(Collected data)
▬▬▬▬▬▬

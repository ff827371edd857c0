use std::io;
use std::path::{Path, PathBuf};
use std::sync::LazyLock;

use regex::Regex;
use tracing::info;

static NON_WORD: LazyLock<Regex> =
    LazyLock::new(|| Regex::new(r"[^\w\s]").expect("filename pattern is valid"));

const MAX_FILENAME_CHARS: usize = 100;

/// File-safe name derived from a thread title
pub fn generate_filename(title: &str) -> String {
    let cleaned = NON_WORD.replace_all(title, "").replace(' ', "_");
    cleaned.chars().take(MAX_FILENAME_CHARS).collect()
}

/// Write `report` to `{dir}/{filename}_{YYYYMMDDHHMMSS}.txt`, creating `dir`
pub fn save_output(dir: impl AsRef<Path>, title: &str, report: &str) -> io::Result<PathBuf> {
    let dir = dir.as_ref();
    std::fs::create_dir_all(dir)?;

    let timestamp = chrono::Local::now().format("%Y%m%d%H%M%S");
    let path = dir.join(format!("{}_{}.txt", generate_filename(title), timestamp));
    std::fs::write(&path, report)?;

    info!(path = %path.display(), "Saved summary");
    Ok(path)
}

#[cfg(test)]
mod tests {
    use super::*;

    #[test]
    fn test_generate_filename() {
        assert_eq!(generate_filename("Hello, World!!"), "Hello_World");
        assert_eq!(generate_filename("a_b c-d"), "a_b_cd");
        assert_eq!(generate_filename(&"x".repeat(150)).len(), 100);
    }

    #[test]
    fn test_save_output_creates_dir() {
        let tmp = tempfile::tempdir().unwrap();
        let dir = tmp.path().join("outputs");

        let path = save_output(&dir, "My Thread?", "report body").unwrap();

        assert!(path.starts_with(&dir));
        let name = path.file_name().unwrap().to_string_lossy().to_string();
        assert!(name.starts_with("My_Thread_"));
        assert!(name.ends_with(".txt"));
        assert_eq!(name.len(), "My_Thread_".len() + 14 + ".txt".len());
        assert_eq!(std::fs::read_to_string(&path).unwrap(), "report body");
    }
}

▬▬▬▬▬▬

**DESCRIPTION OF THE TASK:**
All the lines above should be written out once more, exactly.

**SOLUTION:**
repository ff827371edd857c0
use std::io;
use std::path::{Path, PathBuf};
use std::sync::LazyLock;

use regex::Regex;
use tracing::info;

static NON_WORD: LazyLock<Regex> =
    LazyLock::new(|| Regex::new(r"[^\w\s]").expect("filename pattern is valid"));

const MAX_FILENAME_CHARS: usize = 100;

/// File-safe name derived from a thread title
pub fn generate_filename(title: &str) -> String {
    let cleaned = NON_WORD.replace_all(title, "").replace(' ', "_");
    cleaned.chars().take(MAX_FILENAME_CHARS).collect()
}

/// Write `report` to `{dir}/{filename}_{YYYYMMDDHHMMSS}.txt`, creating `dir`
pub fn save_output(dir: impl AsRef<Path>, title: &str, report: &str) -> io::Result<PathBuf> {
    let dir = dir.as_ref();
    std::fs::create_dir_all(dir)?;

    let timestamp = chrono::Local::now().format("%Y%m%d%H%M%S");
    let path = dir.join(format!("{}_{}.txt", generate_filename(title), timestamp));
    std::fs::write(&path, report)?;

    info!(path = %path.display(), "Saved summary");
    Ok(path)
}

#[cfg(test)]
mod tests {
    use super::*;

    #[test]
    fn test_generate_filename() {
        assert_eq!(generate_filename("Hello, World!!"), "Hello_World");
        assert_eq!(generate_filename("a_b c-d"), "a_b_cd");
        assert_eq!(generate_filename(&"x".repeat(150)).len(), 100);
    }

    #[test]
    fn test_save_output_creates_dir() {
        let tmp = tempfile::tempdir().unwrap();
        let dir = tmp.path().join("outputs");

        let path = save_output(&dir, "My Thread?", "report body").unwrap();

        assert!(path.starts_with(&dir));
        let name = path.file_name().unwrap().to_string_lossy().to_string();
        assert!(name.starts_with("My_Thread_"));
        assert!(name.ends_with(".txt"));
        assert_eq!(name.len(), "My_Thread_".len() + 14 + ".txt".len());
        assert_eq!(std::fs::read_to_string(&path).unwrap(), "report body");
    }
}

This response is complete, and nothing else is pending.